China executa o britânico Akmal Saikh, preso por porte de drogas

PEQUIM - O britânico Akmal Shaikh, condenado à morte em 2008 pelos tribunais chineses após ser detido em flagrante portando quatro quilos de heroína, foi executado nesta terça-feira às 10h30 hora local (0h30 no horário de Brasília) na cidade de Urumqi (no noroeste do país), informou a ONG Reprieve em comunicado confirmado pelo governo britânico.

iG São Paulo |

Shaikh é o primeiro europeu que recebe a pena capital em quase 60 anos no país asiático.
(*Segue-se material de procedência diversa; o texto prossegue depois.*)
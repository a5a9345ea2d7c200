//! Reading scans from disk into [`Volume`]s
//!
//! Two sources are supported:
//!  - NIfTI-1 files (`.nii`, `.nii.gz`)
//!  - directories of DICOM slices (`*.dcm`)
//!
//! Both hand back data in stored voxel order, labelled with the anatomical
//! direction of each axis. [`Volume::into_canonical`](crate::Volume::into_canonical)
//! turns that into RAS+ when needed.

mod dicom_series;
mod nifti_file;

pub use self::dicom_series::DicomLoader;
pub use self::nifti_file::NiftiLoader;

use crate::enums::{AxisDirection, SortBy};
use crate::error::{Error, Result};
use crate::volume::Volume;

use log::debug;
use std::path::Path;

/// Anything that can turn a path into a [`Volume`]
pub trait LoadVolume {
    fn load(&self, path: &Path) -> Result<Volume>;
}

/// Options for the combined loader
#[derive(Debug, Clone, Copy, Default)]
pub struct LoaderOptions {
    /// Ordering of DICOM slices along the stacking axis
    pub sort_by: SortBy,
}

/// Picks the reader from the path: directories are DICOM series, `.nii` and
/// `.nii.gz` files are NIfTI
#[derive(Debug, Clone, Copy, Default)]
pub struct VolumeLoader {
    options: LoaderOptions,
}

impl VolumeLoader {
    pub fn new(options: LoaderOptions) -> Self {
        Self { options }
    }
}

impl LoadVolume for VolumeLoader {
    fn load(&self, path: &Path) -> Result<Volume> {
        if !path.exists() {
            return Err(Error::FileNotFound(path.to_path_buf()));
        }

        let volume = if path.is_dir() {
            DicomLoader::load_from_directory(path, self.options.sort_by)?
        } else if is_nifti_path(path) {
            NiftiLoader::load(path)?
        } else {
            return Err(Error::UnsupportedFormat(path.to_path_buf()));
        };

        debug!(
            "loaded {} with shape {:?} and spacing {:?}",
            path.display(),
            volume.dim(),
            volume.spacing()
        );
        Ok(volume)
    }
}

fn is_nifti_path(path: &Path) -> bool {
    path.file_name()
        .and_then(|name| name.to_str())
        .map(|name| name.to_ascii_lowercase())
        .is_some_and(|name| name.ends_with(".nii") || name.ends_with(".nii.gz"))
}

/// Closest anatomical direction of each voxel axis.
///
/// `columns[j]` is the RAS world vector voxel axis `j` steps along. The largest
/// remaining component is assigned first, so every world axis is used exactly
/// once even for oblique acquisitions.
pub(crate) fn axis_codes_from_columns(columns: [[f64; 3]; 3]) -> [AxisDirection; 3] {
    let mut codes = AxisDirection::CANONICAL;
    let mut free_voxel = [true; 3];
    let mut free_world = [true; 3];

    for _ in 0..3 {
        let mut best: Option<(usize, usize, f64)> = None;
        for (voxel, column) in columns.iter().enumerate() {
            for (world, &value) in column.iter().enumerate() {
                if !free_voxel[voxel] || !free_world[world] {
                    continue;
                }
                if best.is_none_or(|(_, _, b)| value.abs() > b.abs()) {
                    best = Some((voxel, world, value));
                }
            }
        }

        if let Some((voxel, world, value)) = best {
            codes[voxel] = AxisDirection::from_world_axis(world, value >= 0.0);
            free_voxel[voxel] = false;
            free_world[world] = false;
        }
    }

    codes
}

#[cfg(test)]
mod tests {
    use super::*;
    use crate::enums::AxisDirection::*;

    #[test]
    fn identity_columns_are_canonical() {
        let codes = axis_codes_from_columns([[1.0, 0.0, 0.0], [0.0, 1.0, 0.0], [0.0, 0.0, 1.0]]);
        assert_eq!(codes, AxisDirection::CANONICAL);
    }

    #[test]
    fn flipped_and_swapped_columns() {
        let codes =
            axis_codes_from_columns([[0.0, -0.9, 0.1], [-1.0, 0.0, 0.0], [0.0, 0.2, -2.0]]);
        assert_eq!(codes, [Posterior, Left, Inferior]);
    }

    #[test]
    fn oblique_columns_stay_a_permutation() {
        let codes =
            axis_codes_from_columns([[0.7, 0.7, 0.0], [0.7, 0.71, 0.0], [0.0, 0.0, 1.0]]);
        assert_eq!(codes, [Right, Anterior, Superior]);
    }

    #[test]
    fn nifti_extensions() {
        assert!(is_nifti_path(Path::new("/data/brain.nii")));
        assert!(is_nifti_path(Path::new("brain.NII.GZ")));
        assert!(!is_nifti_path(Path::new("brain.mgz")));
    }

    #[test]
    fn missing_and_unsupported_inputs() {
        let loader = VolumeLoader::default();
        let missing = loader.load(Path::new("/nonexistent/brain.nii")).unwrap_err();
        assert!(matches!(missing, Error::FileNotFound(_)));

        let file = tempfile::Builder::new().suffix(".mgz").tempfile().unwrap();
        let unsupported = loader.load(file.path()).unwrap_err();
        assert!(matches!(unsupported, Error::UnsupportedFormat(_)));
    }
}
use ndarray::{Array3, ArrayView3, Axis, Zip};

/// Where output samples sit relative to the input grid
#[derive(Clone, Copy, Debug, PartialEq, Eq)]
pub(crate) enum SampleGrid {
    /// First and last samples coincide with the first and last input voxels
    AlignCorners,
    /// Samples are voxel centres, edges are clamped
    HalfPixel,
}

pub(crate) struct Interpolator;

impl Interpolator {
    /// Shape of the volume after resampling every axis to `target_spacing`.
    ///
    /// Each axis is scaled by `spacing / target_spacing` and rounded, never below one voxel.
    pub(crate) fn get_isotropic_dimensions(
        spacing: (f32, f32, f32),
        original_dim: (usize, usize, usize),
        target_spacing: f32,
    ) -> (usize, usize, usize) {
        let scale = |len: usize, spacing: f32| -> usize {
            let factor = f64::from(spacing) / f64::from(target_spacing);
            ((len as f64 * factor).round() as usize).max(1)
        };

        (
            scale(original_dim.0, spacing.0),
            scale(original_dim.1, spacing.1),
            scale(original_dim.2, spacing.2),
        )
    }

    /// Trilinear resampling of `data` to `shape`, done as one linear pass per axis
    pub(crate) fn resample(
        data: ArrayView3<'_, f32>,
        shape: (usize, usize, usize),
        grid: SampleGrid,
    ) -> Array3<f32> {
        let target = [shape.0, shape.1, shape.2];
        let mut current = data.to_owned();

        for (axis, &out_len) in target.iter().enumerate() {
            if current.len_of(Axis(axis)) != out_len {
                current = Self::resample_axis(current.view(), axis, out_len, grid);
            }
        }
        current
    }

    fn resample_axis(
        data: ArrayView3<'_, f32>,
        axis: usize,
        out_len: usize,
        grid: SampleGrid,
    ) -> Array3<f32> {
        let in_len = data.len_of(Axis(axis));
        let weights = Self::sample_positions(in_len, out_len, grid);

        let mut shape = data.raw_dim();
        shape[axis] = out_len;
        let mut output = Array3::<f32>::zeros(shape);

        Zip::from(output.lanes_mut(Axis(axis)))
            .and(data.lanes(Axis(axis)))
            .par_for_each(|mut out_lane, in_lane| {
                for (value, &(i0, i1, w)) in out_lane.iter_mut().zip(weights.iter()) {
                    *value = Self::linear_interpolate(in_lane[i0], in_lane[i1], w);
                }
            });

        output
    }

    /// Separable Gaussian smoothing with a per-axis standard deviation in voxels.
    ///
    /// Kernels are truncated at four sigma and edges are mirrored about the
    /// outermost voxel. Axes with a sigma of zero are left untouched.
    pub(crate) fn gaussian_filter(data: ArrayView3<'_, f32>, sigma: [f64; 3]) -> Array3<f32> {
        let mut current = data.to_owned();

        for (axis, &sigma) in sigma.iter().enumerate() {
            let len = current.len_of(Axis(axis));
            if sigma <= 0.0 || len < 2 {
                continue;
            }

            let kernel = Self::gaussian_kernel(sigma);
            let radius = (kernel.len() / 2) as isize;
            let mut output = Array3::<f32>::zeros(current.raw_dim());

            Zip::from(output.lanes_mut(Axis(axis)))
                .and(current.lanes(Axis(axis)))
                .par_for_each(|mut out_lane, in_lane| {
                    for (i, value) in out_lane.iter_mut().enumerate() {
                        *value = kernel
                            .iter()
                            .enumerate()
                            .map(|(k, &w)| {
                                let j = i as isize + k as isize - radius;
                                w * in_lane[Self::mirror_index(j, len)]
                            })
                            .sum();
                    }
                });

            current = output;
        }
        current
    }

    fn gaussian_kernel(sigma: f64) -> Vec<f32> {
        let radius = (4.0 * sigma + 0.5) as isize;
        let weights: Vec<f64> = (-radius..=radius)
            .map(|x| (-0.5 * (x as f64 / sigma).powi(2)).exp())
            .collect();
        let total: f64 = weights.iter().sum();
        weights.iter().map(|w| (w / total) as f32).collect()
    }

    /// Reflect `index` about the first and last sample, `d c b | a b c d | c b a`
    fn mirror_index(index: isize, len: usize) -> usize {
        let period = 2 * (len as isize - 1);
        let wrapped = index.rem_euclid(period);
        if wrapped >= len as isize {
            (period - wrapped) as usize
        } else {
            wrapped as usize
        }
    }

    /// For every output index the two neighbouring input indices and the weight of the second
    fn sample_positions(in_len: usize, out_len: usize, grid: SampleGrid) -> Vec<(usize, usize, f32)> {
        let last = (in_len - 1) as f64;

        (0..out_len)
            .map(|o| {
                let src = match grid {
                    SampleGrid::AlignCorners if out_len > 1 => {
                        o as f64 * last / (out_len - 1) as f64
                    }
                    SampleGrid::AlignCorners => 0.0,
                    SampleGrid::HalfPixel => {
                        let norm = (o as f64 + 0.5) / out_len as f64;
                        (norm * in_len as f64 - 0.5).clamp(0.0, last)
                    }
                };

                let i0 = (src.floor() as usize).min(in_len - 1);
                let i1 = (i0 + 1).min(in_len - 1);
                (i0, i1, (src - i0 as f64) as f32)
            })
            .collect()
    }

    #[inline]
    fn linear_interpolate(v0: f32, v1: f32, w: f32) -> f32 {
        v0.mul_add(1.0 - w, v1 * w)
    }
}

#[cfg(test)]
mod tests {
    use super::*;
    use ndarray::Array;

    #[test]
    fn isotropic_dimensions_scale_coarse_axes() {
        let dim = Interpolator::get_isotropic_dimensions((1.0, 1.0, 2.5), (10, 20, 4), 1.0);
        assert_eq!(dim, (10, 20, 10));
    }

    #[test]
    fn isotropic_dimensions_never_collapse() {
        let dim = Interpolator::get_isotropic_dimensions((0.1, 1.0, 1.0), (2, 3, 3), 1.0);
        assert_eq!(dim, (1, 3, 3));
    }

    #[test]
    fn align_corners_keeps_end_points() {
        let data = Array::from_shape_vec((1, 1, 3), vec![0.0, 10.0, 20.0]).unwrap();
        let out = Interpolator::resample(data.view(), (1, 1, 5), SampleGrid::AlignCorners);
        assert_eq!(out.iter().copied().collect::<Vec<_>>(), vec![0.0, 5.0, 10.0, 15.0, 20.0]);
    }

    #[test]
    fn half_pixel_clamps_at_edges() {
        let data = Array::from_shape_vec((2, 1, 1), vec![0.0, 8.0]).unwrap();
        let out = Interpolator::resample(data.view(), (4, 1, 1), SampleGrid::HalfPixel);
        assert_eq!(out.iter().copied().collect::<Vec<_>>(), vec![0.0, 2.0, 6.0, 8.0]);
    }

    #[test]
    fn mirror_reflects_about_edge_samples() {
        let mirrored: Vec<_> = (-3..7).map(|i| Interpolator::mirror_index(i, 4)).collect();
        assert_eq!(mirrored, vec![3, 2, 1, 0, 1, 2, 3, 2, 1, 0]);
    }

    #[test]
    fn gaussian_keeps_constant_volume() {
        let data = Array3::<f32>::from_elem((5, 3, 4), 7.0);
        let out = Interpolator::gaussian_filter(data.view(), [1.5, 0.5, 0.0]);
        assert!(out.iter().all(|&v| (v - 7.0).abs() < 1e-4));
    }

    #[test]
    fn gaussian_spreads_an_impulse() {
        let mut data = Array3::<f32>::zeros((9, 1, 1));
        data[[4, 0, 0]] = 1.0;
        let out = Interpolator::gaussian_filter(data.view(), [1.0, 0.0, 0.0]);

        assert!((out.sum() - 1.0).abs() < 1e-5);
        assert!(out[[4, 0, 0]] < 1.0);
        assert!((out[[3, 0, 0]] - out[[5, 0, 0]]).abs() < 1e-6);
        assert!(out[[3, 0, 0]] > out[[2, 0, 0]]);
    }

    #[test]
    fn same_shape_is_identity() {
        let data = Array::from_shape_fn((3, 4, 5), |(x, y, z)| (x * 20 + y * 5 + z) as f32);
        let out = Interpolator::resample(data.view(), (3, 4, 5), SampleGrid::HalfPixel);
        assert_eq!(out, data);
    }
}
//! End-to-end conversions: load, normalise, compose, colour, encode
//!
//! Each conversion is a single blocking call that writes exactly one GIF next
//! to its input and returns the path it wrote.

use crate::colormap::{ColormapRegistry, apply_named_colormap};
use crate::encoder::AnimationEncoder;
use crate::error::{Error, Result};
use crate::mosaic::{create_mosaic_depth, create_mosaic_normal, create_mosaic_rgb};
use crate::volume::{NormalizeOptions, normalize_anisotropic, normalize_isotropic};
use crate::volume_loader::LoadVolume;

use log::info;
use std::path::{Path, PathBuf};

/// Largest cube side allowed by default, about 4 GiB for one `f32` cube
pub const DEFAULT_MAX_CUBE_DIM: usize = 1024;

/// Settings shared by all conversions
#[derive(Debug, Clone, Copy, PartialEq)]
pub struct ConversionOptions {
    /// Resize factor for the cube, also scales the frame rate
    pub size: f32,
    /// Nominal frames per second before scaling by `size`
    pub fps: f32,
    /// Stride over depth indices
    pub frameskip: usize,
    /// Isotropic spacing for the normal conversion, finest native spacing when `None`
    pub target_spacing: Option<f32>,
    /// Largest cube side that may be allocated
    pub max_cube_dim: Option<usize>,
}

impl Default for ConversionOptions {
    fn default() -> Self {
        Self {
            size: 1.0,
            fps: 18.0,
            frameskip: 1,
            target_spacing: None,
            max_cube_dim: Some(DEFAULT_MAX_CUBE_DIM),
        }
    }
}

impl ConversionOptions {
    fn normalize_options(&self) -> NormalizeOptions {
        NormalizeOptions {
            size: self.size,
            target_spacing: self.target_spacing,
            max_cube_dim: self.max_cube_dim,
        }
    }

    /// Frame rate actually written: `fps * size`, truncated
    pub fn effective_fps(&self) -> Result<u32> {
        let fps = (self.fps * self.size).trunc();
        if !fps.is_finite() || fps < 1.0 {
            return Err(Error::InvalidFrameRate(fps));
        }
        Ok(fps as u32)
    }
}

/// Grayscale mosaic of the isotropically resampled volume, written to `<base>.gif`
pub fn write_gif_normal(
    loader: &impl LoadVolume,
    encoder: &impl AnimationEncoder,
    input: &Path,
    options: &ConversionOptions,
) -> Result<PathBuf> {
    let fps = options.effective_fps()?;
    let volume = loader.load(input)?;
    let cube = normalize_isotropic(volume, &options.normalize_options())?;
    let mosaic = create_mosaic_normal(&cube, options.frameskip)?;

    let output = output_path(input, ".gif");
    encoder.encode(&output, mosaic.to_rgba_images(), fps)?;
    Ok(output)
}

/// Depth-encoded mosaic of the raw volume, written to `<base>_depth.gif`
pub fn write_gif_depth(
    loader: &impl LoadVolume,
    encoder: &impl AnimationEncoder,
    input: &Path,
    options: &ConversionOptions,
) -> Result<PathBuf> {
    let fps = options.effective_fps()?;
    let volume = loader.load(input)?;
    let cube = normalize_anisotropic(&volume, &options.normalize_options())?;
    let mosaic = create_mosaic_depth(&cube, options.frameskip)?;

    let output = output_path(input, "_depth.gif");
    encoder.encode(&output, mosaic.to_rgba_images(), fps)?;
    Ok(output)
}

/// Three volumes as red, green and blue, written to
/// `<base1>_<base2>_<base3>_rgb.gif` beside the first input
pub fn write_gif_rgb(
    loader: &impl LoadVolume,
    encoder: &impl AnimationEncoder,
    inputs: &[PathBuf],
    options: &ConversionOptions,
) -> Result<PathBuf> {
    let [red, green, blue] = inputs else {
        return Err(Error::WrongInputCount {
            expected: 3,
            found: inputs.len(),
        });
    };

    let fps = options.effective_fps()?;
    let normalize = options.normalize_options();
    let red_cube = normalize_anisotropic(&loader.load(red)?, &normalize)?;
    let green_cube = normalize_anisotropic(&loader.load(green)?, &normalize)?;
    let blue_cube = normalize_anisotropic(&loader.load(blue)?, &normalize)?;
    let mosaic = create_mosaic_rgb(&red_cube, &green_cube, &blue_cube, options.frameskip)?;

    let output = rgb_output_path(red, green, blue);
    encoder.encode(&output, mosaic.to_rgba_images(), fps)?;
    Ok(output)
}

/// Grayscale mosaic of the raw volume passed through a named colormap,
/// written to `<base>_<colormap>.gif`
pub fn write_gif_pseudocolor(
    loader: &impl LoadVolume,
    encoder: &impl AnimationEncoder,
    input: &Path,
    colormap: &str,
    registry: &ColormapRegistry,
    options: &ConversionOptions,
) -> Result<PathBuf> {
    let fps = options.effective_fps()?;
    // fail on a bad name before doing any heavy lifting
    registry.get(colormap)?;

    let volume = loader.load(input)?;
    let cube = normalize_anisotropic(&volume, &options.normalize_options())?;
    let mosaic = create_mosaic_normal(&cube, options.frameskip)?;
    let colored = apply_named_colormap(&mosaic, colormap, registry)?;

    let output = output_path(input, &format!("_{colormap}.gif"));
    encoder.encode(&output, colored.to_rgba_images(), fps)?;
    info!("applied colormap {colormap}");
    Ok(output)
}

/// Split a path into its directory and its name up to the first `.`
///
/// A DICOM directory is treated like a file whose name is the directory name.
pub fn split_base_name(path: &Path) -> (PathBuf, String) {
    let dir = path.parent().map(Path::to_path_buf).unwrap_or_default();
    let name = path
        .file_name()
        .map(|name| name.to_string_lossy().into_owned())
        .unwrap_or_default();

    let base = if path.is_dir() {
        name
    } else {
        name.split('.').next().unwrap_or_default().to_string()
    };
    (dir, base)
}

/// `<dir>/<base><suffix>` for an input path
pub fn output_path(input: &Path, suffix: &str) -> PathBuf {
    let (dir, base) = split_base_name(input);
    dir.join(format!("{base}{suffix}"))
}

/// `<dir of red>/<red>_<green>_<blue>_rgb.gif`
pub fn rgb_output_path(red: &Path, green: &Path, blue: &Path) -> PathBuf {
    let (dir, red) = split_base_name(red);
    let (_, green) = split_base_name(green);
    let (_, blue) = split_base_name(blue);
    dir.join(format!("{red}_{green}_{blue}_rgb.gif"))
}

#[cfg(test)]
mod tests {
    use super::*;

    #[test]
    fn base_name_stops_at_first_dot() {
        let (dir, base) = split_base_name(Path::new("/john/home/image.nii.gz"));
        assert_eq!(dir, PathBuf::from("/john/home"));
        assert_eq!(base, "image");
    }

    #[test]
    fn output_suffixes() {
        let input = Path::new("/data/sub-01_T1w.nii.gz");
        assert_eq!(output_path(input, ".gif"), PathBuf::from("/data/sub-01_T1w.gif"));
        assert_eq!(
            output_path(input, "_depth.gif"),
            PathBuf::from("/data/sub-01_T1w_depth.gif")
        );
        assert_eq!(
            output_path(input, "_hot.gif"),
            PathBuf::from("/data/sub-01_T1w_hot.gif")
        );
    }

    #[test]
    fn rgb_name_joins_all_three() {
        let path = rgb_output_path(
            Path::new("/data/t1.nii"),
            Path::new("/other/t2.nii.gz"),
            Path::new("flair.nii"),
        );
        assert_eq!(path, PathBuf::from("/data/t1_t2_flair_rgb.gif"));
    }

    #[test]
    fn relative_file_has_empty_dir() {
        assert_eq!(output_path(Path::new("scan.nii"), ".gif"), PathBuf::from("scan.gif"));
    }

    #[test]
    fn effective_fps_scales_with_size() {
        let options = ConversionOptions {
            size: 0.5,
            fps: 18.0,
            ..Default::default()
        };
        assert_eq!(options.effective_fps().unwrap(), 9);

        let options = ConversionOptions {
            size: 0.1,
            fps: 5.0,
            ..Default::default()
        };
        assert!(matches!(
            options.effective_fps(),
            Err(Error::InvalidFrameRate(_))
        ));
    }
}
Segundo a agência estatal de notícias Xinhua o britânico foi executado com uma injeção letal, na região de Xinjiang.

AFP
Manifestantes se reúnem contra a execução feita pela China


Os familiares do réu, o governo britânico, a própria Reprieve (defensora de condenados no corredor da morte) e a ONU tinham pedido à China que revogasse a pena, argumentando que Shaikh tinha um transtorno bipolar, mas a Justiça chinesa garante que os testes médicos não tinham mostrado nenhum problema psicológico.

A família divulgou nota se dizendo "perplexa e frustrada". "Estamos perplexos com a sugestão de que o próprio Akmal deveria ter fornecido provas do seu estado mental frágil", afirmaram os parentes.

Embora as autoridades chinesas não tenham confirmado o fato, o governo do Reino Unido emitiu comunicado através de seu Ministério de Assuntos Exteriores, confirmando e condenando o fato "nos termos mais enérgicos", em nome do primeiro-ministro Gordon Brown.

Histórico

Shaik, de religião muçulmana, casado e pai de três filhos, foi detido em 2007 com a droga no aeroporto de Urumqi, quando chegava de Dushanbe (capital do Tadjiquistão).

O britânico foi condenado à morte um ano depois. A lei chinesa prevê pena capital para todas as pessoas que sejam detidas com mais de 50 gramas de entorpecentes.

O último europeu executado na China foi o italiano Antonio Riva, um piloto militar na I Guerra Mundial, que foi morto em Pequim no dia 17 de agosto de 1951 (junto a um cidadão japonês) acusado de ter coordenado um complô para assassinar o líder máximo chinês, Mao Tsé-Tung.